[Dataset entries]
Start of Block

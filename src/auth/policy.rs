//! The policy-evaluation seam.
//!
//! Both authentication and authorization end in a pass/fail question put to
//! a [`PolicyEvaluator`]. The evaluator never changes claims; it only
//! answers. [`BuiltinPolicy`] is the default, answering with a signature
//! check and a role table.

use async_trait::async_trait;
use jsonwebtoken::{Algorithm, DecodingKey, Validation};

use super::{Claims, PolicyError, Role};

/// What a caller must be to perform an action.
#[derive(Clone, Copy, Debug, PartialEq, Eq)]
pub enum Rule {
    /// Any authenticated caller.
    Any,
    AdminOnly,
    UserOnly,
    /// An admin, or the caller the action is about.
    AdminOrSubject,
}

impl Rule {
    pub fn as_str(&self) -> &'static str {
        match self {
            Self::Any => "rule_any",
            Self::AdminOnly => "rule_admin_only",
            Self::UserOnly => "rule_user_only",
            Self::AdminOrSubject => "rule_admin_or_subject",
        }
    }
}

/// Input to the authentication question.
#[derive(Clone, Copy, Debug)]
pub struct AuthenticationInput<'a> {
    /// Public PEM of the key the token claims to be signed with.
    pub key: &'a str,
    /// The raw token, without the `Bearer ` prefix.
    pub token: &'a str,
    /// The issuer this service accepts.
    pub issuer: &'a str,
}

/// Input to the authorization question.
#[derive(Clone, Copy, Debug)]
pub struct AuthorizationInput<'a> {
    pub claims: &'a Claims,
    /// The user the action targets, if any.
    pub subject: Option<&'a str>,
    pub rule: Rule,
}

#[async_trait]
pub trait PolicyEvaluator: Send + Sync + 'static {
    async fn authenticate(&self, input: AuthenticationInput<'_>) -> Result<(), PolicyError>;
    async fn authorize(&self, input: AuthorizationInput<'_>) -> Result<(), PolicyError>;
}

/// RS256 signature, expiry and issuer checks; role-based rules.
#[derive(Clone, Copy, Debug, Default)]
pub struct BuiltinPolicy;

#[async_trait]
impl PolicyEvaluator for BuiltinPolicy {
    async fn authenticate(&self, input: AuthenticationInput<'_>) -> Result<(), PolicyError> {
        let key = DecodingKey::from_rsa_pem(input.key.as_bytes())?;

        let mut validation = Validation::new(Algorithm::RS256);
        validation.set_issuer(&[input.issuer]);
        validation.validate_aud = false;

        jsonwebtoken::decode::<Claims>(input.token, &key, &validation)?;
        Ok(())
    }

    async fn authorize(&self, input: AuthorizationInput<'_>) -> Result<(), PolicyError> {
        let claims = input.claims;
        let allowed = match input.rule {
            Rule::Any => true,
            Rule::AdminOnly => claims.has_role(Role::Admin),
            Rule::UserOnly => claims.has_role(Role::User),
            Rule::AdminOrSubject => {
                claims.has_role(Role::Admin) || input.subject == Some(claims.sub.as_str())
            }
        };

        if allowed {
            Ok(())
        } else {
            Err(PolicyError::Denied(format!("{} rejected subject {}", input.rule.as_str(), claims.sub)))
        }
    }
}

End of Block

**INSTRUCTIONS TO FOLLOW:** All records must be repeated exactly, with none skipped.

**RESPONSE AREA:**
filename src/auth/policy.rs
//! The policy-evaluation seam.
//!
//! Both authentication and authorization end in a pass/fail question put to
//! a [`PolicyEvaluator`]. The evaluator never changes claims; it only
//! answers. [`BuiltinPolicy`] is the default, answering with a signature
//! check and a role table.

use async_trait::async_trait;
use jsonwebtoken::{Algorithm, DecodingKey, Validation};

use super::{Claims, PolicyError, Role};

/// What a caller must be to perform an action.
#[derive(Clone, Copy, Debug, PartialEq, Eq)]
pub enum Rule {
    /// Any authenticated caller.
    Any,
    AdminOnly,
    UserOnly,
    /// An admin, or the caller the action is about.
    AdminOrSubject,
}

impl Rule {
    pub fn as_str(&self) -> &'static str {
        match self {
            Self::Any => "rule_any",
            Self::AdminOnly => "rule_admin_only",
            Self::UserOnly => "rule_user_only",
            Self::AdminOrSubject => "rule_admin_or_subject",
        }
    }
}

/// Input to the authentication question.
#[derive(Clone, Copy, Debug)]
pub struct AuthenticationInput<'a> {
    /// Public PEM of the key the token claims to be signed with.
    pub key: &'a str,
    /// The raw token, without the `Bearer ` prefix.
    pub token: &'a str,
    /// The issuer this service accepts.
    pub issuer: &'a str,
}

/// Input to the authorization question.
#[derive(Clone, Copy, Debug)]
pub struct AuthorizationInput<'a> {
    pub claims: &'a Claims,
    /// The user the action targets, if any.
    pub subject: Option<&'a str>,
    pub rule: Rule,
}

#[async_trait]
pub trait PolicyEvaluator: Send + Sync + 'static {
    async fn authenticate(&self, input: AuthenticationInput<'_>) -> Result<(), PolicyError>;
    async fn authorize(&self, input: AuthorizationInput<'_>) -> Result<(), PolicyError>;
}

/// RS256 signature, expiry and issuer checks; role-based rules.
#[derive(Clone, Copy, Debug, Default)]
pub struct BuiltinPolicy;

#[async_trait]
impl PolicyEvaluator for BuiltinPolicy {
    async fn authenticate(&self, input: AuthenticationInput<'_>) -> Result<(), PolicyError> {
        let key = DecodingKey::from_rsa_pem(input.key.as_bytes())?;

        let mut validation = Validation::new(Algorithm::RS256);
        validation.set_issuer(&[input.issuer]);
        validation.validate_aud = false;

        jsonwebtoken::decode::<Claims>(input.token, &key, &validation)?;
        Ok(())
    }

    async fn authorize(&self, input: AuthorizationInput<'_>) -> Result<(), PolicyError> {
        let claims = input.claims;
        let allowed = match input.rule {
            Rule::Any => true,
            Rule::AdminOnly => claims.has_role(Role::Admin),
            Rule::UserOnly => claims.has_role(Role::User),
            Rule::AdminOrSubject => {
                claims.has_role(Role::Admin) || input.subject == Some(claims.sub.as_str())
            }
        };

        if allowed {
            Ok(())
        } else {
            Err(PolicyError::Denied(format!("{} rejected subject {}", input.rule.as_str(), claims.sub)))
        }
    }
}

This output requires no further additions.